There are many ways one could display the beet papyrus, but we’ll go over a few of them here:

1. The first option is one that Julia designed herself:

“I don’t want the material behind glass all the time.  I want you to be able to experience that material without anything between you and it…. I’ve constructed this wood system so that the glass is off the wall by about an inch and a half.  And that allows the beet papyrus to cast a shadow on the wall and it also allows light to come from behind.  So that’s kindof the idea: room for shadow, no material or frame between you and the surface, and some natural back-lighting as well.” 

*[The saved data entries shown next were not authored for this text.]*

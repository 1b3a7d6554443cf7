//! Prompt loader: workspace overrides first, built-ins second.

use crate::builtin::builtin_prompt;
use crate::types::PromptDefinition;
use docmatch_core::config::STATE_DIR;
use docmatch_core::{AppError, AppResult};
use std::path::{Path, PathBuf};

fn prompts_dir(workspace_path: &Path) -> PathBuf {
    workspace_path.join(STATE_DIR).join("prompts")
}

/// Load a prompt definition by ID.
///
/// Looks for `<workspace>/.docmatch/prompts/<id>.yml` and falls back to the
/// built-in definition with the same id.
///
/// # Example
/// ```no_run
/// use docmatch_prompt::{load_prompt, KEYWORDS_PROMPT_ID};
/// use std::path::Path;
///
/// # fn example() -> Result<(), Box<dyn std::error::Error>> {
/// let prompt = load_prompt(Path::new("."), KEYWORDS_PROMPT_ID)?;
/// println!("Loaded prompt: {}", prompt.title);
/// # Ok(())
/// # }
/// ```
pub fn load_prompt(workspace_path: &Path, prompt_id: &str) -> AppResult<PromptDefinition> {
    let prompt_file = prompts_dir(workspace_path).join(format!("{}.yml", prompt_id));

    if !prompt_file.exists() {
        tracing::debug!("No override for prompt '{}', using built-in", prompt_id);
        return builtin_prompt(prompt_id)
            .ok_or_else(|| AppError::Prompt(format!("Unknown prompt: {}", prompt_id)));
    }

    tracing::debug!("Loading prompt override from: {:?}", prompt_file);

    let contents = std::fs::read_to_string(&prompt_file).map_err(|e| {
        AppError::Prompt(format!(
            "Failed to read prompt file {:?}: {}",
            prompt_file, e
        ))
    })?;

    let definition: PromptDefinition = serde_yaml::from_str(&contents).map_err(|e| {
        AppError::Prompt(format!(
            "Failed to parse prompt YAML {:?}: {}",
            prompt_file, e
        ))
    })?;

    if definition.id != prompt_id {
        return Err(AppError::Prompt(format!(
            "Prompt file {:?} declares id '{}', expected '{}'",
            prompt_file, definition.id, prompt_id
        )));
    }

    validate_prompt(&definition)?;

    tracing::info!("Loaded prompt override: {} ({})", definition.id, definition.title);

    Ok(definition)
}

/// Validate a prompt definition.
fn validate_prompt(def: &PromptDefinition) -> AppResult<()> {
    if def.id.is_empty() {
        return Err(AppError::Prompt("Prompt ID cannot be empty".to_string()));
    }

    if def.template.trim().is_empty() {
        return Err(AppError::Prompt(
            "Prompt template cannot be empty".to_string(),
        ));
    }

    if !def.api_version.contains('.') {
        return Err(AppError::Prompt(format!(
            "Invalid apiVersion format: {}. Expected format: 'x.y'",
            def.api_version
        )));
    }

    Ok(())
}
//! Decoding keyword lists out of free-form generator output.
//!
//! Two stages, tried in order:
//! 1. [`parse_json_payload`]: the outermost `{...}` slice as `{"keywords": [...]}`
//! 2. [`scan_bracketed_list`]: the outermost `[...]` slice split on commas
//!
//! Both yield raw tokens; normalization happens in [`KeywordSet::from_tokens`].

use super::KeywordSet;
use serde::Deserialize;
use serde_json::Value;

#[derive(Debug, Deserialize)]
struct KeywordPayload {
    keywords: Vec<Value>,
}

/// Slice from the first `{` to the last `}`, inclusive.
pub fn extract_json_object(raw: &str) -> Option<&str> {
    let start = raw.find('{')?;
    let end = raw.rfind('}')?;
    if end <= start {
        return None;
    }
    Some(&raw[start..=end])
}

/// Strict stage: parse the embedded JSON object and return its `keywords`.
///
/// Returns `None` when there is no object, it fails to parse, or it has no
/// `keywords` array. String and numeric entries are kept; anything else is
/// dropped.
pub fn parse_json_payload(raw: &str) -> Option<Vec<String>> {
    let slice = extract_json_object(raw)?;
    let payload: KeywordPayload = serde_json::from_str(slice).ok()?;

    Some(
        payload
            .keywords
            .into_iter()
            .filter_map(|value| match value {
                Value::String(s) => Some(s),
                Value::Number(n) => Some(n.to_string()),
                _ => None,
            })
            .collect(),
    )
}

/// Permissive stage: split the outermost bracketed list on commas.
///
/// Tokens keep their quotes and whitespace; the caller normalizes.
pub fn scan_bracketed_list(raw: &str) -> Option<Vec<String>> {
    let start = raw.find('[')?;
    let end = raw.rfind(']')?;
    if end <= start {
        return None;
    }

    Some(
        raw[start + 1..end]
            .split(',')
            .map(str::to_string)
            .collect(),
    )
}

/// Run both stages and normalize whatever comes out.
pub fn decode_keywords(raw: &str) -> KeywordSet {
    let tokens = match parse_json_payload(raw) {
        Some(tokens) => tokens,
        None => {
            tracing::debug!("Generator output is not a keyword object, scanning for a list");
            scan_bracketed_list(raw).unwrap_or_default()
        }
    };

    KeywordSet::from_tokens(tokens)
}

We’ve custom built these to Julia’s specs and made them available to purchase through TPG.  Go here if you’d like to find out more>>

Advantages: somewhat protected, illuminated from behind by reflection off the wall, ability to look closely at the texture, indirect light, ideal viewing platform designed by the artist
Disadvantages: not really protected from the air, environmental factors, or light

2. A cheaper alternative would be to use 4 1/4″ magnets on a window or wall.  The most important thing to note here is that it is not ok to use magnets without a buffer between the magnet and the beet papyrus. An easy way to solve this is to buy some adhesive backed felt dots and stick it to the magnets. If you don’t do this, the magnets will make a hole through the beet papyrus.

Tape the first set of magnets to the window, adhere the felt buffer to both the taped surface of the magnets on the window and to one side of the other magnets.  Place the papyrus, and then position the other set of magnets on top.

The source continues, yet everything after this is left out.